◆ Problem to solve: Repeat exactly the lines from the start of the material below up to and including the "events into the" line.

====

//! Run-scoped status reporting.
//!
//! Long-running phases report leveled, titled progress through an explicit
//! channel instead of process-wide mutable state: the runner opens a
//! [`StatusChannel`] at run start, hands [`StatusSink`] clones to each phase,
//! and closes the channel at run end, flushing buffered events into the
//! tracing subscriber.

use serde::Serialize;
use tokio::sync::{mpsc, oneshot};
use tokio::task::JoinHandle;

/// Severity of a status event.
#[derive(Debug, Clone, Copy, PartialEq, Eq, Serialize)]
#[serde(rename_all = "snake_case")]
pub enum StatusLevel {
    Status,
    Warning,
}

/// One structured status record.
#[derive(Debug, Clone, Serialize)]
pub struct StatusEvent {
    pub level: StatusLevel,
    /// Phase the event belongs to ("launch", "gather", "audit", ...).
    pub title: String,
    pub message: String,
}

/// Cloneable sender half handed to each phase of a run.
#[derive(Debug, Clone)]
pub struct StatusSink {
    tx: mpsc::UnboundedSender<StatusEvent>,
}

impl StatusSink {
    /// Report normal progress.
    pub fn status(&self, title: &str, message: impl Into<String>) {
        self.emit(StatusLevel::Status, title, message.into());
    }

    /// Report a recoverable problem.
    pub fn warning(&self, title: &str, message: impl Into<String>) {
        self.emit(StatusLevel::Warning, title, message.into());
    }

    fn emit(&self, level: StatusLevel, title: &str, message: String) {
        // A closed channel means the run is already tearing down; the event
        // is not worth failing over.
        let _ = self.tx.send(StatusEvent {
            level,
            title: title.to_string(),
            message,
        });
    }
}

/// The receiving side: owns the drain task that forwards events to tracing.
pub struct StatusChannel {
    sink: StatusSink,
    close_tx: oneshot::Sender<()>,
    drain: JoinHandle<Vec<StatusEvent>>,
}

impl StatusChannel {
    /// Open the channel and start its drain task.
    pub fn open() -> Self {
        let (tx, mut rx) = mpsc::unbounded_channel::<StatusEvent>();
        let (close_tx, mut close_rx) = oneshot::channel::<()>();
        let drain = tokio::spawn(async move {
            let mut seen = Vec::new();
            loop {
                tokio::select! {
                    received = rx.recv() => match received {
                        Some(event) => log_and_keep(event, &mut seen),
                        None => break,
                    },
                    _ = &mut close_rx => {
                        // Flush whatever is still buffered, then stop even
                        // if sink clones are outstanding.
                        while let Ok(event) = rx.try_recv() {
                            log_and_keep(event, &mut seen);
                        }
                        break;
                    }
                }
            }
            seen
        });
        Self {
            sink: StatusSink { tx },
            close_tx,
            drain,
        }
    }

    /// A sender for one phase of the run.
    pub fn sink(&self) -> StatusSink {
        self.sink.clone()
    }

    /// Close the channel and wait for buffered events to flush. Returns the
    /// events observed during the run, in order. Events sent after close are
    /// silently dropped.
    pub async fn close(self) -> Vec<StatusEvent> {
        drop(self.sink);
        let _ = self.close_tx.send(());
        self.drain.await.unwrap_or_default()
    }
}

fn log_and_keep(event: StatusEvent, seen: &mut Vec<StatusEvent>) {
    match event.level {
        StatusLevel::Status => tracing::info!(title = %event.title, "{}", event.message),
        StatusLevel::Warning => tracing::warn!(title = %event.title, "{}", event.message),
    }
    seen.push(event);
}
//! Milestone correlation over a raw trace event stream.
//!
//! Pure and deterministic: the same input sequence always yields the same
//! milestones. The frame of interest is fixed by the first
//! `TracingStartedInPage` event; everything else filters to that frame.

use super::TraceEvent;
use crate::error::TraceError;

/// Milestone events for the frame of interest.
///
/// Every milestone carries its full trace event, so absolute monotonic
/// timestamps stay available; millisecond values relative to navigation
/// start are derived, never stored.
#[derive(Debug, Clone)]
pub struct Milestones {
    pub navigation_start: TraceEvent,
    pub first_contentful_paint: TraceEvent,
    pub first_meaningful_paint: TraceEvent,
}

/// A named milestone timestamp, as consumed by measurement synthesis.
#[derive(Debug, Clone)]
pub struct MilestoneRow {
    /// Human-readable title, used as the synthetic event name.
    pub title: &'static str,
    pub name: &'static str,
    /// Absolute monotonic microseconds; `None` when the milestone was not
    /// observed.
    pub ts: Option<u64>,
}

impl Milestones {
    /// Milliseconds from navigation start to first contentful paint.
    pub fn first_contentful_paint_ms(&self) -> f64 {
        (self.first_contentful_paint.ts - self.navigation_start.ts) as f64 / 1000.0
    }

    /// Milliseconds from navigation start to first meaningful paint.
    pub fn first_meaningful_paint_ms(&self) -> f64 {
        (self.first_meaningful_paint.ts - self.navigation_start.ts) as f64 / 1000.0
    }

    /// Milestone rows in presentation order, navigation start first.
    pub fn rows(&self) -> Vec<MilestoneRow> {
        vec![
            MilestoneRow {
                title: "Navigation Start",
                name: "navstart",
                ts: Some(self.navigation_start.ts),
            },
            MilestoneRow {
                title: "First Contentful Paint",
                name: "ttfcp",
                ts: Some(self.first_contentful_paint.ts),
            },
            MilestoneRow {
                title: "First Meaningful Paint",
                name: "ttfmp",
                ts: Some(self.first_meaningful_paint.ts),
            },
        ]
    }
}

/// Extract paint milestones from a raw trace.
///
/// Filters to `TracingStartedInPage` and `blink.user_timing` events, sorts
/// by timestamp (stable, so ties keep stream order), fixes the frame of
/// interest from the first `TracingStartedInPage`, then selects:
/// the first `firstContentfulPaint`; the **last** `navigationStart` strictly
/// before it (pages may navigate several times before the frame settles);
/// and the first `firstMeaningfulPaint` at or after it.
pub fn correlate(events: &[TraceEvent]) -> Result<Milestones, TraceError> {
    let mut keyed: Vec<&TraceEvent> = events
        .iter()
        .filter(|e| e.cat.contains("blink.user_timing") || e.name == "TracingStartedInPage")
        .collect();
    keyed.sort_by_key(|e| e.ts);

    let started = keyed
        .iter()
        .find(|e| e.name == "TracingStartedInPage")
        .ok_or(TraceError::MissingMilestone {
            kind: "TracingStartedInPage",
        })?;
    let page = started
        .args
        .pointer("/data/page")
        .and_then(serde_json::Value::as_str)
        .ok_or(TraceError::MissingMilestone {
            kind: "TracingStartedInPage",
        })?;

    // Only events attributed to the frame of interest count.
    let frame_events: Vec<&TraceEvent> =
        keyed.iter().copied().filter(|e| e.frame() == Some(page)).collect();

    let fcp = frame_events
        .iter()
        .find(|e| e.name == "firstContentfulPaint")
        .ok_or(TraceError::MissingMilestone {
            kind: "firstContentfulPaint",
        })?;

    let navigation_start = frame_events
        .iter()
        .filter(|e| e.name == "navigationStart" && e.ts < fcp.ts)
        .next_back()
        .ok_or(TraceError::MissingMilestone {
            kind: "navigationStart",
        })?;

    let fmp = frame_events
        .iter()
        .find(|e| e.name == "firstMeaningfulPaint" && e.ts >= fcp.ts)
        .ok_or(TraceError::MissingMilestone {
            kind: "firstMeaningfulPaint",
        })?;

    Ok(Milestones {
        navigation_start: (*navigation_start).clone(),
        first_contentful_paint: (*fcp).clone(),
        first_meaningful_paint: (*fmp).clone(),
    })
}
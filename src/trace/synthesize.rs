//! Synthesized measurement events for trace visualization.
//!
//! For each milestone after navigation start, append a paired async
//! begin/end event spanning navigation start → milestone, cloned from the
//! navigation start event's process/thread identity so viewers place the
//! interval on the right track. Original events are never mutated.

use super::correlate::{MilestoneRow, Milestones};
use super::TraceEvent;
use std::sync::atomic::{AtomicU64, Ordering};

/// Id source for synthetic trace events. Uniqueness within a run is the
/// only requirement, so a monotonic counter is enough.
#[derive(Debug, Default)]
pub struct SyntheticIds(AtomicU64);

impl SyntheticIds {
    pub fn new() -> Self {
        Self::default()
    }

    /// Next id, formatted the way real async trace events carry theirs.
    pub fn next_hex(&self) -> String {
        format!("0x{:x}", self.0.fetch_add(1, Ordering::Relaxed))
    }
}

/// Build begin/end interval pairs for every observed milestone.
pub fn synthesize_measurements(milestones: &Milestones, ids: &SyntheticIds) -> Vec<TraceEvent> {
    synthesize_rows(&milestones.navigation_start, &milestones.rows(), ids)
}

fn synthesize_rows(
    navigation_start: &TraceEvent,
    rows: &[MilestoneRow],
    ids: &SyntheticIds,
) -> Vec<TraceEvent> {
    let mut out = Vec::new();
    for row in rows {
        // Navigation start anchors every interval; it gets no interval of
        // its own, and unobserved milestones are skipped.
        if row.name == "navstart" {
            continue;
        }
        let Some(ts) = row.ts else {
            continue;
        };

        let id = ids.next_hex();
        let begin = TraceEvent {
            pid: navigation_start.pid,
            tid: navigation_start.tid,
            ts: navigation_start.ts,
            ph: "b".to_string(),
            cat: "blink.user_timing".to_string(),
            name: row.title.to_string(),
            args: navigation_start.args.clone(),
            id: Some(id.clone()),
        };
        let end = TraceEvent {
            ts,
            ph: "e".to_string(),
            ..begin.clone()
        };
        out.push(begin);
        out.push(end);
    }
    out
}

#[cfg(test)]
mod tests {
    use super::*;
    use crate::trace::correlate::{correlate, tests::sample_trace};

    fn sample_milestones() -> Milestones {
        correlate(&sample_trace()).unwrap()
    }

    #[test]
    fn each_milestone_gets_a_begin_end_pair() {
        let ids = SyntheticIds::new();
        let events = synthesize_measurements(&sample_milestones(), &ids);

        // FCP and FMP, two events each; navigation start skipped.
        assert_eq!(events.len(), 4);
        assert!(events.iter().all(|e| e.name != "Navigation Start"));
        assert_eq!(events[0].ph, "b");
        assert_eq!(events[1].ph, "e");
        assert_eq!(events[0].name, "First Contentful Paint");
        assert_eq!(events[2].name, "First Meaningful Paint");
    }

    #[test]
    fn pairs_span_navigation_start_to_milestone() {
        let ids = SyntheticIds::new();
        let milestones = sample_milestones();
        let events = synthesize_measurements(&milestones, &ids);

        assert_eq!(events[0].ts, milestones.navigation_start.ts);
        assert_eq!(events[1].ts, milestones.first_contentful_paint.ts);
        assert_eq!(events[2].ts, milestones.navigation_start.ts);
        assert_eq!(events[3].ts, milestones.first_meaningful_paint.ts);
    }

    #[test]
    fn pairs_inherit_navigation_start_identity() {
        let ids = SyntheticIds::new();
        let milestones = sample_milestones();
        let events = synthesize_measurements(&milestones, &ids);

        for event in &events {
            assert_eq!(event.pid, milestones.navigation_start.pid);
            assert_eq!(event.tid, milestones.navigation_start.tid);
            assert_eq!(event.cat, "blink.user_timing");
        }
    }

    #[test]
    fn ids_are_unique_per_pair_and_shared_within_one() {
        let ids = SyntheticIds::new();
        let events = synthesize_measurements(&sample_milestones(), &ids);

        assert_eq!(events[0].id, events[1].id);
        assert_eq!(events[2].id, events[3].id);
        assert_ne!(events[0].id, events[2].id);
    }

    #[test]
    fn absent_milestones_are_skipped() {
        let milestones = sample_milestones();
        let rows = vec![
            MilestoneRow { title: "Navigation Start", name: "navstart", ts: Some(1_000) },
            MilestoneRow { title: "Perceptual Speed Index", name: "psi", ts: None },
            MilestoneRow { title: "First Contentful Paint", name: "ttfcp", ts: Some(1_500_000) },
        ];
        let ids = SyntheticIds::new();
        let events = synthesize_rows(&milestones.navigation_start, &rows, &ids);

        assert_eq!(events.len(), 2);
        assert_eq!(events[0].name, "First Contentful Paint");
    }

    #[test]
    fn originals_are_untouched() {
        let milestones = sample_milestones();
        let before = milestones.clone();
        let ids = SyntheticIds::new();
        let _ = synthesize_measurements(&milestones, &ids);
        assert_eq!(milestones.navigation_start, before.navigation_start);
        assert_eq!(milestones.first_meaningful_paint, before.first_meaningful_paint);
    }
}
//! Flags resources that delayed first paint.

use super::{Audit, AuditMeta, AuditResult, RawValue};
use crate::error::Result;
use crate::gather::tags_blocking_first_paint::BlockingTagSummary;
use crate::gather::ArtifactStore;
use anyhow::{anyhow, Context as _};

static META: AuditMeta = AuditMeta {
    category: "Performance",
    name: "link-blocking-first-paint",
    description: "Site does not use link elements that delay first paint",
    help_text: "Synchronous stylesheets and HTML imports in the head hold \
                back rendering until they finish downloading.",
    required_artifacts: &["tags-blocking-first-paint"],
    optimal_value: None,
};

/// Passes when no confirmed blocking tag remains after cross-referencing
/// the DOM candidates with the pass's network records.
pub struct LinkBlockingFirstPaint;

impl Audit for LinkBlockingFirstPaint {
    fn meta(&self) -> &'static AuditMeta {
        &META
    }

    fn audit(&self, artifacts: &ArtifactStore) -> Result<AuditResult> {
        let artifact = artifacts
            .get("tags-blocking-first-paint")
            .ok_or_else(|| anyhow!("tags-blocking-first-paint artifact absent"))?;
        if let Some(sentinel) = artifact.as_error() {
            return Ok(AuditResult::from_artifact_error(sentinel));
        }

        let summary: BlockingTagSummary = serde_json::from_value(
            artifact.as_value().cloned().unwrap_or_default(),
        )
        .context("tags-blocking-first-paint artifact has an unexpected shape")?;

        let count = summary.items.len();
        Ok(AuditResult {
            raw_value: RawValue::Bool(count == 0),
            score: None,
            display_value: Some(format!(
                "{count} resources delayed first paint by {}ms",
                summary.total_spend_time_ms
            )),
            debug_string: None,
            optimal_value: None,
            extended_info: Some(serde_json::to_value(&summary).map_err(anyhow::Error::from)?),
        })
    }
}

====

◆ Task answer:
//! Run-scoped status reporting.
//!
//! Long-running phases report leveled, titled progress through an explicit
//! channel instead of process-wide mutable state: the runner opens a
//! [`StatusChannel`] at run start, hands [`StatusSink`] clones to each phase,
//! and closes the channel at run end, flushing buffered events into the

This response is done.